*Exercise:* Line by line, check the data for the string "parsed" and state how many lines have it, nothing more.

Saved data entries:
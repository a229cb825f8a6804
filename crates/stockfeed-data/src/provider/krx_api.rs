//! KRX OPEN API 클라이언트.
//!
//! 한국거래소 OPEN API에서 기준일(`basDd`) 단위 전종목 데이터를 가져옵니다.
//!
//! # 지원 API
//!
//! | API ID | 서비스 | 내용 |
//! |--------|--------|------|
//! | `kospi_daily` | `stk_bydd_trd` | 유가증권 일별 매매정보 |
//! | `kosdaq_daily` | `ksq_bydd_trd` | 코스닥 일별 매매정보 |
//! | `kospi_basic` | `stk_isu_base_info` | 유가증권 종목 기본정보 |
//! | `kosdaq_basic` | `ksq_isu_base_info` | 코스닥 종목 기본정보 |
//!
//! # 사용 예제
//!
//! ```rust,ignore
//! use secrecy::SecretString;
//! use stockfeed_data::provider::{KrxApiClient, KrxFetcher};
//!
//! let client = KrxApiClient::new(
//!     SecretString::from("YOUR_AUTH_KEY"),
//!     "https://data-dbg.krx.co.kr",
//!     Duration::from_secs(30),
//! )?;
//! let outcome = client.fetch(KrxApiId::KospiDaily, date).await;
//! ```

use std::time::Duration;

use async_trait::async_trait;
use chrono::NaiveDate;
use secrecy::{ExposeSecret, SecretString};
use serde::Deserialize;
use stockfeed_core::calendar::format_yyyymmdd;
use stockfeed_core::{FetchOutcome, KrxApiId, KrxRow, RateLimitRule};

use super::KrxFetcher;
use crate::error::Result;

/// 에러 메시지에 포함할 응답 본문 길이
const BODY_SNIPPET_CHARS: usize = 300;

/// KRX OPEN API 기본 URL
pub const DEFAULT_KRX_BASE_URL: &str = "https://data-dbg.krx.co.kr";

/// KRX OPEN API 클라이언트.
#[derive(Clone)]
pub struct KrxApiClient {
    client: reqwest::Client,
    auth_key: SecretString,
    base_url: String,
}

/// API 응답 래퍼.
#[derive(Debug, Deserialize)]
struct ApiResponse {
    #[serde(rename = "OutBlock_1")]
    out_block: Option<Vec<serde_json::Map<String, serde_json::Value>>>,
    #[serde(rename = "respMsg", default)]
    resp_msg: Option<String>,
}

fn snippet(body: &str) -> String {
    body.chars().take(BODY_SNIPPET_CHARS).collect()
}

impl KrxApiClient {
    /// 새로운 KRX API 클라이언트 생성.
    ///
    /// # Arguments
    /// * `auth_key` - KRX OPEN API 인증키
    /// * `base_url` - API 기본 URL (테스트에서는 mock 서버)
    /// * `timeout` - 요청 타임아웃
    pub fn new(auth_key: SecretString, base_url: impl Into<String>, timeout: Duration) -> Result<Self> {
        let client = reqwest::Client::builder().timeout(timeout).build()?;
        Ok(Self {
            client,
            auth_key,
            base_url: base_url.into().trim_end_matches('/').to_string(),
        })
    }

    /// API ID의 요청 URL.
    pub fn endpoint_url(&self, api_id: KrxApiId) -> String {
        endpoint_url(&self.base_url, api_id)
    }
}

/// `base_url` 기준 API ID의 요청 URL.
pub fn endpoint_url(base_url: &str, api_id: KrxApiId) -> String {
    format!(
        "{}/svc/apis/sto/{}",
        base_url.trim_end_matches('/'),
        api_id.service_id()
    )
}

#[async_trait]
impl KrxFetcher for KrxApiClient {
    async fn fetch(&self, api_id: KrxApiId, date: NaiveDate) -> FetchOutcome<KrxRow> {
        let rule = RateLimitRule::KRX;
        let url = self.endpoint_url(api_id);
        let bas_dd = format_yyyymmdd(date);

        tracing::debug!(api_id = %api_id, bas_dd = %bas_dd, url = %url, "KRX API 요청");

        let response = match self
            .client
            .get(&url)
            .query(&[("basDd", bas_dd.as_str())])
            // AUTH_KEY는 HTTP 헤더로 전달
            .header("AUTH_KEY", self.auth_key.expose_secret())
            .header("Accept", "application/json")
            .send()
            .await
        {
            Ok(response) => response,
            Err(e) => {
                return rule.classify(
                    e.status().map(|s| s.as_u16()),
                    format!("KRX API 호출 실패 [{}]: {}", api_id, e),
                    Vec::new(),
                )
            }
        };

        let status = response.status();
        let body = match response.text().await {
            Ok(body) => body,
            Err(e) => {
                return rule.classify(
                    Some(status.as_u16()),
                    format!("KRX API 응답 읽기 실패 [{}]: {}", api_id, e),
                    Vec::new(),
                )
            }
        };

        if !status.is_success() {
            return rule.classify_response(
                status.as_u16(),
                &format!("KRX API 오류 [{}]: HTTP {}", api_id, status.as_u16()),
                &snippet(&body),
                Vec::new(),
            );
        }

        let parsed: ApiResponse = match serde_json::from_str(&body) {
            Ok(parsed) => parsed,
            Err(e) => {
                return FetchOutcome::HardError(format!(
                    "KRX API 응답 파싱 실패 [{}]: {} - {}",
                    api_id,
                    e,
                    snippet(&body)
                ))
            }
        };

        match parsed.out_block {
            Some(block) => {
                let rows: Vec<KrxRow> = block.iter().map(KrxRow::from_json).collect();
                tracing::debug!(api_id = %api_id, bas_dd = %bas_dd, count = rows.len(), "KRX API 응답");
                FetchOutcome::from_rows(rows)
            }
            None => {
                // OutBlock_1이 없으면 오류 메시지 응답 (한도 초과 포함)
                match parsed.resp_msg {
                    Some(message) => rule.classify(
                        Some(status.as_u16()),
                        format!("KRX API 응답에 OutBlock_1 없음 [{}]: {}", api_id, message),
                        Vec::new(),
                    ),
                    None => FetchOutcome::HardError(format!(
                        "KRX API 응답에 OutBlock_1 없음 [{}]: {}",
                        api_id,
                        snippet(&body)
                    )),
                }
            }
        }
    }
}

*Exercise solution:* 4